1

I'm looking to parse a bunch of link tags and output two specific parts.

<a href='/mysite/test/sample2/_layouts/ListEdit.aspx?List={2A1D7816-6AC1-4B3B-B9E9-9EEF1B31F812}' onclick='GoToLink(this);return false;'>Customize &quot;Sample List&quot;</a>

I need to capture the guid '2A1D7816-6AC1-4B3B-B9E9-9EEF1B31F812' and part of the tag content, in this case 'Sample List'.

I can using the following to capure each of them in seperate lists:

For guid: [a-fA-F0-9]{8}-([a-fA-F0-9]{4}-){3}[a-fA-F0-9]{12}
For tag content: (?<=Customize &quot;)((.*)(?=&quot;))

However I can't seem to group these together to ensure the tag content and guid are coming from the same node.

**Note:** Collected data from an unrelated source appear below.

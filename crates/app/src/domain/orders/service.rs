//! Orders service.

use std::sync::Arc;

use async_trait::async_trait;
use mockall::automock;

use crate::domain::{
    carts::repository::CartsRepository,
    orders::{errors::OrdersServiceError, models::Order, repository::OrdersRepository},
    users::repository::UsersRepository,
};

#[derive(Clone)]
pub struct DefaultOrdersService {
    users: Arc<dyn UsersRepository>,
    carts: Arc<dyn CartsRepository>,
    orders: Arc<dyn OrdersRepository>,
}

impl DefaultOrdersService {
    #[must_use]
    pub fn new(
        users: Arc<dyn UsersRepository>,
        carts: Arc<dyn CartsRepository>,
        orders: Arc<dyn OrdersRepository>,
    ) -> Self {
        Self {
            users,
            carts,
            orders,
        }
    }
}

#[async_trait]
impl OrdersService for DefaultOrdersService {
    async fn submit(&self, username: &str) -> Result<Order, OrdersServiceError> {
        let user = self
            .users
            .find_by_username(username)
            .await?
            .ok_or(OrdersServiceError::UserNotFound)?;

        let mut cart = self
            .carts
            .find_by_user(user.id)
            .await?
            .ok_or(OrdersServiceError::MissingCart)?;

        let order = self.orders.insert(user.id, &cart).await?;

        // The cart is consumed by submission.
        cart.clear();
        self.carts.save(&cart).await?;

        Ok(order)
    }

    async fn history(&self, username: &str) -> Result<Vec<Order>, OrdersServiceError> {
        let user = self
            .users
            .find_by_username(username)
            .await?
            .ok_or(OrdersServiceError::UserNotFound)?;

        let orders = self.orders.find_by_user(user.id).await?;

        Ok(orders)
    }
}

#[automock]
#[async_trait]
pub trait OrdersService: Send + Sync {
    /// Snapshot the user's cart into a new order and empty the cart.
    async fn submit(&self, username: &str) -> Result<Order, OrdersServiceError>;

    /// The user's submitted orders, newest first.
    async fn history(&self, username: &str) -> Result<Vec<Order>, OrdersServiceError>;
}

Any help would be appreciated.

2 Answers2

0

Description

<a\b[^>]*List=[{]([a-fA-F0-9]{8}-(?:[a-fA-F0-9]{4}-){3}[a-fA-F0-9]{12})[}][^>]*>[^<]*((?:\bCustomize\b\s(["']|&quot;))(.*)\3)[^<]*</a>

This will ensure your guid value is inside the value set, and the anchor tag includes your quoted value. The reqex assumes the sample list is surrounded by the same open and close quotes.

enter image description here

Groups for sample string

Sample

Groups

0: <a href='/mysite/test/sample2/_layouts/ListEdit.aspx?List={2A1D7816-6AC1-4B3B-B9E9-9EEF1B31F812}' onclick='GoToLink(this);return false;'>Customize &quot;Sample List&quot;</a>
1: (2A1D7816-6AC1-4B3B-B9E9-9EEF1B31F812)
2: (Customize "Sample List")
3: (")
4: (Sample List)

Disclaimer

There are some edge cases which this will not work for, but providing your input text similar to your sample here you should be find. If not then you should really look to use a HTML parsing.

Ro Yo Mi
  • 14,790
  • 5
  • 35
  • 43
0

I dont know Perl so I can't write this script in Perl right now. This is in python and it should be pretty straight forward what happens here. If you know Perl I'm positive you can translate this script to Perl. I hope you appreciate the effort.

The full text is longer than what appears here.